Restricting the analyses to less pleiotropic variants (associated with fewer than 5 metabolic traits), the association estimates were on average considerably weaker with less between-variant heterogeneity (median absolute beta, 0.058 versus 0.152; Q-statistic, 34.2 versus 385.6, Extended Data Fig. 6), suggesting that pleiotropy was driving many of the initial Mendelian randomization associations. Results using two alternative thresholds for variant pleiotropy (fewer than three metabolic trait associations and fewer than seven metabolic traits associations) were very similar (Supplementary Table 17), suggesting that the findings are not sensitive to the choice of threshold. This clearly emphasizes that pleiotropy should be carefully considered when selecting instrument SNPs for Mendelian randomization to avoid false interpretations about potential causal relationships.

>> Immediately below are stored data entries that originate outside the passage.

//! Speak / listen facade used by the dispatcher.

use std::sync::Arc;
use std::time::Duration;

use tracing::{info, warn};

use super::capture::CommandRecognizer;
use super::speech::Speaker;
use super::types::CaptureError;

pub const UNINTELLIGIBLE_REPLY: &str = "Sorry, I couldn't understand that.";
pub const NETWORK_REPLY: &str = "Network error occurred.";

#[derive(Clone)]
pub struct VoiceIo {
    speaker: Arc<dyn Speaker>,
    recognizer: Arc<dyn CommandRecognizer>,
}

impl VoiceIo {
    pub fn new(speaker: Arc<dyn Speaker>, recognizer: Arc<dyn CommandRecognizer>) -> Self {
        Self {
            speaker,
            recognizer,
        }
    }

    /// Blocks until playback ends; engine failures are logged, never returned
    pub fn speak(&self, text: &str) {
        info!("Assistant: {}", text);
        self.speaker.speak(text);
    }

    /// One bounded capture. Every failure collapses to `None` after being
    /// logged; unintelligible audio and network failures are also announced.
    pub fn listen_command(&self, timeout: Duration) -> Option<String> {
        match self.recognizer.capture(timeout) {
            Ok(text) => {
                info!("You said: {}", text);
                Some(text)
            }
            Err(CaptureError::Timeout) => {
                info!("Listening timed out");
                None
            }
            Err(CaptureError::Unintelligible) => {
                info!("Could not understand audio");
                self.speak(UNINTELLIGIBLE_REPLY);
                None
            }
            Err(CaptureError::Network(e)) => {
                warn!("Speech service request failed: {}", e);
                self.speak(NETWORK_REPLY);
                None
            }
            Err(e @ (CaptureError::Decoder(_) | CaptureError::Device(_))) => {
                warn!("Capture failed: {}", e);
                None
            }
        }
    }
}
//! The seam between the session state machine and a BLE central stack

use std::fmt;
use std::future::Future;

use uuid::Uuid;

use crate::TransportError;

// Same values as looptracks_proto::ble, as typed UUIDs
pub const SERVICE_UUID: Uuid = Uuid::from_u128(0xa73ba101_8192_4a51_b42d_ae9cd14b14a5);
pub const TX_UUID: Uuid = Uuid::from_u128(0x6e400002_b5a3_f393_e0a9_e50e24dcca9e);
pub const RX_UUID: Uuid = Uuid::from_u128(0x6e400003_b5a3_f393_e0a9_e50e24dcca9e);

/// Power/authorization state reported by the local adapter
#[derive(Debug, Clone, Copy, PartialEq, Eq)]
pub enum AdapterState {
    PoweredOn,
    PoweredOff,
    Unauthorized,
    Unsupported,
    Unknown,
}

impl AdapterState {
    /// Off, unauthorized or unsupported. `Unknown` is usually transient and
    /// does not count.
    pub fn is_unavailable(self) -> bool {
        matches!(
            self,
            AdapterState::PoweredOff | AdapterState::Unauthorized | AdapterState::Unsupported
        )
    }
}

/// A discovered peripheral: platform id plus something printable
#[derive(Debug, Clone, PartialEq, Eq)]
pub struct PeripheralHandle<Id> {
    pub id: Id,
    pub name: String,
}

/// A characteristic found during discovery
#[derive(Debug, Clone, Copy, PartialEq, Eq)]
pub struct CharacteristicInfo {
    pub service: Uuid,
    pub uuid: Uuid,
}

impl CharacteristicInfo {
    pub const TX: CharacteristicInfo = CharacteristicInfo {
        service: SERVICE_UUID,
        uuid: TX_UUID,
    };

    pub const RX: CharacteristicInfo = CharacteristicInfo {
        service: SERVICE_UUID,
        uuid: RX_UUID,
    };
}

/// Something the adapter or a peripheral reported.
///
/// Events reach the session through one channel and are handled one at a
/// time, in order.
#[derive(Debug, Clone)]
pub enum SessionEvent<Id> {
    Adapter(AdapterState),
    /// A peripheral advertising the Loop Tracks service was seen
    Discovered(PeripheralHandle<Id>),
    Disconnected(Id),
    Notification { characteristic: Uuid, value: Vec<u8> },
}

/// Central-role operations the session needs from a BLE stack.
///
/// Implemented over btleplug for real hardware and by an in-memory recorder
/// in tests.
pub trait Central {
    type PeripheralId: Clone + PartialEq + fmt::Debug + Send + Sync + 'static;

    /// Scan for peripherals advertising `service`
    fn start_scan(&mut self, service: Uuid)
    -> impl Future<Output = Result<(), TransportError>> + Send;

    fn stop_scan(&mut self) -> impl Future<Output = Result<(), TransportError>> + Send;

    fn connect(
        &mut self,
        id: &Self::PeripheralId,
    ) -> impl Future<Output = Result<(), TransportError>> + Send;

    /// Discover services and return every characteristic found on them
    fn discover_characteristics(
        &mut self,
        id: &Self::PeripheralId,
    ) -> impl Future<Output = Result<Vec<CharacteristicInfo>, TransportError>> + Send;

    /// Enable notifications and return the characteristic's current value, if
    /// it has one. Later values arrive as `SessionEvent::Notification`.
    fn subscribe(
        &mut self,
        id: &Self::PeripheralId,
        characteristic: &CharacteristicInfo,
    ) -> impl Future<Output = Result<Option<Vec<u8>>, TransportError>> + Send;

    /// Stop delivering notifications for a link the session has given up on
    fn stop_notifications(&mut self) -> impl Future<Output = ()> + Send;

    /// Write without response
    fn write(
        &mut self,
        id: &Self::PeripheralId,
        characteristic: &CharacteristicInfo,
        data: &[u8],
    ) -> impl Future<Output = Result<(), TransportError>> + Send;

    fn disconnect(
        &mut self,
        id: &Self::PeripheralId,
    ) -> impl Future<Output = Result<(), TransportError>> + Send;
}

#[cfg(test)]
mod tests {
    use super::*;
    use looptracks_proto::ble;

    #[test]
    fn uuids_match_protocol_constants() {
        assert_eq!(SERVICE_UUID.to_string(), ble::SERVICE_UUID);
        assert_eq!(TX_UUID.to_string(), ble::TX_UUID);
        assert_eq!(RX_UUID.to_string(), ble::RX_UUID);
    }
}
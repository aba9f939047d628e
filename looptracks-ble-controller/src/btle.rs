//! btleplug backend for the session
//!
//! `BtleCentral` carries out the session's requests against a platform
//! adapter, and `pump_events` turns the adapter's event stream into
//! `SessionEvent`s. Only peripherals advertising the Loop Tracks service are
//! ever forwarded.

use std::time::Duration;

use btleplug::api::{
    Central as _, CentralEvent, CentralState, Characteristic, Manager as _, Peripheral as _,
    ScanFilter, WriteType,
};
use btleplug::platform::{Adapter, Manager, Peripheral, PeripheralId};
use futures::StreamExt;
use tokio::sync::mpsc;
use tokio::task::JoinHandle;
use uuid::Uuid;

use crate::central::{
    AdapterState, Central, CharacteristicInfo, PeripheralHandle, SERVICE_UUID, SessionEvent,
};
use crate::session::{Session, SessionConfig, SessionHandle};
use crate::TransportError;

pub type EventSender = mpsc::UnboundedSender<SessionEvent<PeripheralId>>;

/// A discovered Loop Tracks device
#[derive(Debug, Clone)]
pub struct LoopTracksDevice {
    pub name: String,
    pub address: String,
    pub rssi: Option<i16>,
}

/// Get the default Bluetooth adapter
pub async fn first_adapter() -> Result<Adapter, TransportError> {
    let manager = Manager::new().await?;
    let adapters = manager.adapters().await?;
    adapters
        .into_iter()
        .next()
        .ok_or(TransportError::AdapterUnavailable)
}

/// Open a session on the default adapter and start following its events
pub async fn start(config: SessionConfig) -> Result<SessionHandle, TransportError> {
    let adapter = first_adapter().await?;
    let (events, receiver) = mpsc::unbounded_channel();

    let central = BtleCentral::new(adapter.clone(), events.clone());
    tokio::spawn(async move {
        if let Err(e) = pump_events(adapter, events).await {
            log::error!("Adapter event stream failed: {e}");
        }
    });

    Ok(Session::new(central, config).spawn(receiver))
}

/// Scan for Loop Tracks devices for `duration`
pub async fn scan(
    adapter: &Adapter,
    duration: Duration,
) -> Result<Vec<LoopTracksDevice>, TransportError> {
    adapter
        .start_scan(ScanFilter {
            services: vec![SERVICE_UUID],
        })
        .await?;
    tokio::time::sleep(duration).await;

    let peripherals = adapter.peripherals().await?;
    let mut devices = Vec::new();

    for peripheral in peripherals {
        if let Some(props) = peripheral.properties().await? {
            if !props.services.contains(&SERVICE_UUID) {
                continue;
            }
            devices.push(LoopTracksDevice {
                name: props.local_name.unwrap_or_else(|| "Unknown Device".to_string()),
                address: peripheral.address().to_string(),
                rssi: props.rssi,
            });
        }
    }

    adapter.stop_scan().await?;
    Ok(devices)
}

/// Forward adapter events to the session until either side goes away
pub async fn pump_events(adapter: Adapter, events: EventSender) -> Result<(), TransportError> {
    let mut stream = adapter.events().await?;

    let initial = adapter_state(adapter.adapter_state().await?);
    if events.send(SessionEvent::Adapter(initial)).is_err() {
        return Ok(());
    }

    while let Some(event) = stream.next().await {
        let forward = match event {
            CentralEvent::StateUpdate(state) => Some(SessionEvent::Adapter(adapter_state(state))),
            CentralEvent::DeviceDiscovered(id)
            | CentralEvent::DeviceUpdated(id)
            | CentralEvent::ServicesAdvertisement { id, .. } => {
                advertised_device(&adapter, &id).await.map(SessionEvent::Discovered)
            }
            CentralEvent::DeviceDisconnected(id) => Some(SessionEvent::Disconnected(id)),
            _ => None,
        };

        if let Some(event) = forward {
            if events.send(event).is_err() {
                break;
            }
        }
    }

    Ok(())
}

#[allow(unreachable_patterns)]
fn adapter_state(state: CentralState) -> AdapterState {
    match state {
        CentralState::PoweredOn => AdapterState::PoweredOn,
        CentralState::PoweredOff => AdapterState::PoweredOff,
        _ => AdapterState::Unknown,
    }
}

/// Handle for `id` if it advertises the Loop Tracks service
async fn advertised_device(
    adapter: &Adapter,
    id: &PeripheralId,
) -> Option<PeripheralHandle<PeripheralId>> {
    let peripheral = adapter.peripheral(id).await.ok()?;
    let props = peripheral.properties().await.ok()??;
    if !props.services.contains(&SERVICE_UUID) {
        return None;
    }

    let name = props
        .local_name
        .unwrap_or_else(|| peripheral.address().to_string());
    Some(PeripheralHandle {
        id: id.clone(),
        name,
    })
}

/// `Central` over a btleplug adapter
pub struct BtleCentral {
    adapter: Adapter,
    events: EventSender,
    notifications: Option<JoinHandle<()>>,
}

impl BtleCentral {
    pub fn new(adapter: Adapter, events: EventSender) -> Self {
        Self {
            adapter,
            events,
            notifications: None,
        }
    }

    async fn peripheral(&self, id: &PeripheralId) -> Result<Peripheral, TransportError> {
        Ok(self.adapter.peripheral(id).await?)
    }

    fn abort_forwarder(&mut self) {
        if let Some(task) = self.notifications.take() {
            task.abort();
        }
    }
}

fn find_characteristic(
    peripheral: &Peripheral,
    wanted: &CharacteristicInfo,
) -> Result<Characteristic, TransportError> {
    peripheral
        .characteristics()
        .into_iter()
        .find(|c| c.uuid == wanted.uuid && c.service_uuid == wanted.service)
        .ok_or_else(|| {
            TransportError::Discovery(format!("characteristic {} not found", wanted.uuid))
        })
}

impl Central for BtleCentral {
    type PeripheralId = PeripheralId;

    async fn start_scan(&mut self, service: Uuid) -> Result<(), TransportError> {
        self.adapter
            .start_scan(ScanFilter {
                services: vec![service],
            })
            .await?;
        Ok(())
    }

    async fn stop_scan(&mut self) -> Result<(), TransportError> {
        self.adapter.stop_scan().await?;
        Ok(())
    }

    async fn connect(&mut self, id: &PeripheralId) -> Result<(), TransportError> {
        let peripheral = self.peripheral(id).await?;
        peripheral
            .connect()
            .await
            .map_err(|e| TransportError::Connect(e.to_string()))
    }

    async fn discover_characteristics(
        &mut self,
        id: &PeripheralId,
    ) -> Result<Vec<CharacteristicInfo>, TransportError> {
        let peripheral = self.peripheral(id).await?;
        peripheral
            .discover_services()
            .await
            .map_err(|e| TransportError::Discovery(e.to_string()))?;

        Ok(peripheral
            .characteristics()
            .into_iter()
            .map(|c| CharacteristicInfo {
                service: c.service_uuid,
                uuid: c.uuid,
            })
            .collect())
    }

    async fn subscribe(
        &mut self,
        id: &PeripheralId,
        characteristic: &CharacteristicInfo,
    ) -> Result<Option<Vec<u8>>, TransportError> {
        let peripheral = self.peripheral(id).await?;
        let rx = find_characteristic(&peripheral, characteristic)?;
        peripheral.subscribe(&rx).await?;

        let mut notifications = peripheral.notifications().await?;
        let events = self.events.clone();
        let wanted = characteristic.uuid;

        self.abort_forwarder();
        self.notifications = Some(tokio::spawn(async move {
            while let Some(notification) = notifications.next().await {
                if notification.uuid != wanted {
                    continue;
                }
                let event = SessionEvent::Notification {
                    characteristic: notification.uuid,
                    value: notification.value,
                };
                if events.send(event).is_err() {
                    break;
                }
            }
        }));

        // A value the device may have set before we subscribed
        match peripheral.read(&rx).await {
            Ok(value) if !value.is_empty() => Ok(Some(value)),
            Ok(_) => Ok(None),
            Err(e) => {
                log::debug!("Initial RX read failed: {e}");
                Ok(None)
            }
        }
    }

    async fn stop_notifications(&mut self) {
        self.abort_forwarder();
    }

    async fn write(
        &mut self,
        id: &PeripheralId,
        characteristic: &CharacteristicInfo,
        data: &[u8],
    ) -> Result<(), TransportError> {
        let peripheral = self.peripheral(id).await?;
        let tx = find_characteristic(&peripheral, characteristic)?;
        peripheral
            .write(&tx, data, WriteType::WithoutResponse)
            .await
            .map_err(|e| TransportError::Write(e.to_string()))
    }

    async fn disconnect(&mut self, id: &PeripheralId) -> Result<(), TransportError> {
        self.abort_forwarder();
        let peripheral = self.peripheral(id).await?;
        peripheral.disconnect().await?;
        Ok(())
    }
}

Extended Data Fig. 6. Influence of pleiotropy on Mendelian randomization estimates.

Extended Data Fig. 6

The effect estimates (absolute betas) (panel a) and heterogeneity Q statistics (panel b) from the Mendelian randomization (MR) analyses using the full (pleiotropic) and strict (non-pleiotropic) MR instruments are shown. MR was performed using a fixed-effects inverse-variance weighted method. Associations that were significant (p < 4.88 × 10−6) using either the full or strict instrument or both were included; some of the significant exposure-outcome associations are indicated. Estimates indicated in light pink and light blue were not significant with the strict and full instruments, respectively. For clarity, very large beta (>5) and Q values (>60,000) were excluded from the plots.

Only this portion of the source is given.